===== Task input =====

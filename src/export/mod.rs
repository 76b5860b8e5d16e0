//! Exporters
//!
//! An [`Exporter`] renders an [`ExportPayload`] into one output format.
//! The manager keeps exporters as factories so every export starts from a
//! fresh instance configured through [`Exporter::set_config`].
//!
//! The [`CanonicalDocument`] is the JSON intermediate written by the
//! intelligent HTML path and read back by [`Exporter::render_from_file`].

pub mod html;
pub mod json;
pub mod markdown;

pub use html::HtmlExporter;
pub use json::JsonExporter;
pub use markdown::MarkdownExporter;

use crate::analysis::AnalysisReport;
use crate::error::Result;
use crate::mapper::{ComponentDetails, ComponentRecord, ScanResult};
use chrono::{DateTime, Utc};
use serde::{Deserialize, Serialize};
use std::collections::BTreeMap;
use std::path::Path;
use std::sync::Arc;

/// Builds a fresh exporter instance
pub type ExporterFactory = Arc<dyn Fn() -> Box<dyn Exporter> + Send + Sync>;

/// What gets rendered
#[derive(Debug, Clone, PartialEq, Serialize, Deserialize)]
#[serde(tag = "scope", content = "result", rename_all = "snake_case")]
pub enum ExportPayload {
    Single(ScanResult),
    Multi(BTreeMap<String, ScanResult>),
    Analysis(Box<AnalysisReport>),
}

impl ExportPayload {
    /// Scan results in kind order; empty for analysis payloads
    pub fn results(&self) -> Vec<&ScanResult> {
        match self {
            Self::Single(result) => vec![result],
            Self::Multi(results) => results.values().collect(),
            Self::Analysis(_) => Vec::new(),
        }
    }

    pub fn component_count(&self) -> usize {
        match self {
            Self::Analysis(report) => report.complexity_metrics.total_components,
            _ => self.results().iter().map(|r| r.count()).sum(),
        }
    }

    pub fn has_flow_data(&self) -> bool {
        self.results().iter().any(|r| r.has_flow_data())
    }
}

/// Options passed to an exporter before rendering
#[derive(Debug, Clone, PartialEq, Serialize, Deserialize)]
#[serde(default)]
pub struct ExportConfig {
    /// The payload aggregates several kinds
    pub multi_type: bool,
    pub pretty: bool,
    pub title: Option<String>,
    /// Exporter-specific options
    pub extra: BTreeMap<String, serde_json::Value>,
}

impl Default for ExportConfig {
    fn default() -> Self {
        Self {
            multi_type: false,
            pretty: true,
            title: None,
            extra: BTreeMap::new(),
        }
    }
}

impl ExportConfig {
    pub fn title_or(&self, fallback: &str) -> String {
        self.title.clone().unwrap_or_else(|| fallback.to_string())
    }
}

/// JSON intermediate shared by the manager and the presentation exporters
#[derive(Debug, Clone, PartialEq, Serialize, Deserialize)]
pub struct CanonicalDocument {
    pub generator: String,
    pub generated_at: DateTime<Utc>,
    pub multi_type: bool,
    pub payload: ExportPayload,
}

impl CanonicalDocument {
    pub fn new(payload: ExportPayload, multi_type: bool) -> Self {
        Self {
            generator: format!("code-atlas {}", env!("CARGO_PKG_VERSION")),
            generated_at: Utc::now(),
            multi_type,
            payload,
        }
    }

    pub fn read(path: &Path) -> Result<Self> {
        let contents = std::fs::read_to_string(path)?;
        Ok(serde_json::from_str(&contents)?)
    }

    pub fn write(&self, path: &Path) -> Result<()> {
        std::fs::write(path, serde_json::to_vec_pretty(self)?)?;
        Ok(())
    }
}

/// Renders payloads into one format
pub trait Exporter: Send {
    fn format(&self) -> &str;

    fn set_config(&mut self, config: ExportConfig);

    fn export(&self, payload: &ExportPayload) -> Result<String>;

    /// Render a canonical document previously written to disk
    fn render_from_file(&self, path: &Path) -> Result<String> {
        let document = CanonicalDocument::read(path)?;
        self.export(&document.payload)
    }
}

/// One-line digest of a record's kind-specific details
pub(crate) fn record_summary(record: &ComponentRecord) -> String {
    let mut parts = Vec::new();
    match &record.details {
        ComponentDetails::Model(m) => {
            if let Some(table) = &m.table {
                parts.push(format!("table {}", table));
            }
            if !m.relationships.is_empty() {
                let relations: Vec<String> = m
                    .relationships
                    .iter()
                    .map(|r| format!("{} {}", r.relation_type, r.related))
                    .collect();
                parts.push(relations.join(", "));
            }
        }
        ComponentDetails::Route(r) => {
            parts.push(format!("{} {}", r.methods.join("|"), r.uri));
            if let Some(action) = r.action.as_ref().or(r.view.as_ref()).or(r.redirect.as_ref()) {
                parts.push(format!("→ {}", action));
            }
        }
        ComponentDetails::Controller(c) => parts.push(format!("{} actions", c.actions.len())),
        ComponentDetails::Job(j) => {
            if let Some(queue) = &j.queue {
                parts.push(format!("queue {}", queue));
            }
            if j.should_queue {
                parts.push("queued".to_string());
            }
        }
        ComponentDetails::Event(e) if e.broadcasts => parts.push("broadcasts".to_string()),
        ComponentDetails::Command(c) => {
            if let Some(signature) = &c.signature {
                parts.push(signature.clone());
            }
        }
        ComponentDetails::Policy(p) => parts.push(p.abilities.join(", ")),
        ComponentDetails::Resource(r) => parts.push(r.fields.join(", ")),
        ComponentDetails::Notification(n) => parts.push(n.channels.join(", ")),
        ComponentDetails::Request(r) => parts.push(format!("{} rules", r.rules.len())),
        _ => {}
    }
    if !record.dependencies.is_empty() {
        parts.push(format!("uses {}", record.dependencies.join(", ")));
    }
    parts.retain(|p| !p.is_empty());
    parts.join("; ")
}

/// The built-in exporters keyed by format
pub fn default_exporters() -> BTreeMap<String, ExporterFactory> {
    let mut exporters: BTreeMap<String, ExporterFactory> = BTreeMap::new();
    exporters.insert(
        "json".to_string(),
        Arc::new(|| Box::new(JsonExporter::default()) as Box<dyn Exporter>),
    );
    exporters.insert(
        "markdown".to_string(),
        Arc::new(|| Box::new(MarkdownExporter::default()) as Box<dyn Exporter>),
    );
    exporters.insert(
        "html".to_string(),
        Arc::new(|| Box::new(HtmlExporter::default()) as Box<dyn Exporter>),
    );
    exporters
}

#[cfg(test)]
mod tests {
    use super::*;
    use crate::test_helpers::{records, service_record};

    #[test]
    fn test_canonical_document_file_round_trip() {
        let dir = tempfile::tempdir().unwrap();
        let path = dir.path().join("doc.json");
        let payload = ExportPayload::Single(ScanResult::new(
            "services",
            records(vec![service_record("BillingService", &["ChargeCustomer"])]),
        ));
        let document = CanonicalDocument::new(payload, false);
        document.write(&path).unwrap();

        let back = CanonicalDocument::read(&path).unwrap();
        assert_eq!(back, document);
        assert!(back.payload.has_flow_data());
        assert_eq!(back.payload.component_count(), 1);
    }

    #[test]
    fn test_default_exporters() {
        let exporters = default_exporters();
        let keys: Vec<&str> = exporters.keys().map(String::as_str).collect();
        assert_eq!(keys, vec!["html", "json", "markdown"]);
        for (format, factory) in &exporters {
            assert_eq!(factory().format(), format);
        }
    }
}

=====

▸ Exercise objective:
The answer needed is a single number: how many lines in the records above hold the string "keys". Please write nothing else.

▸ Written response:
2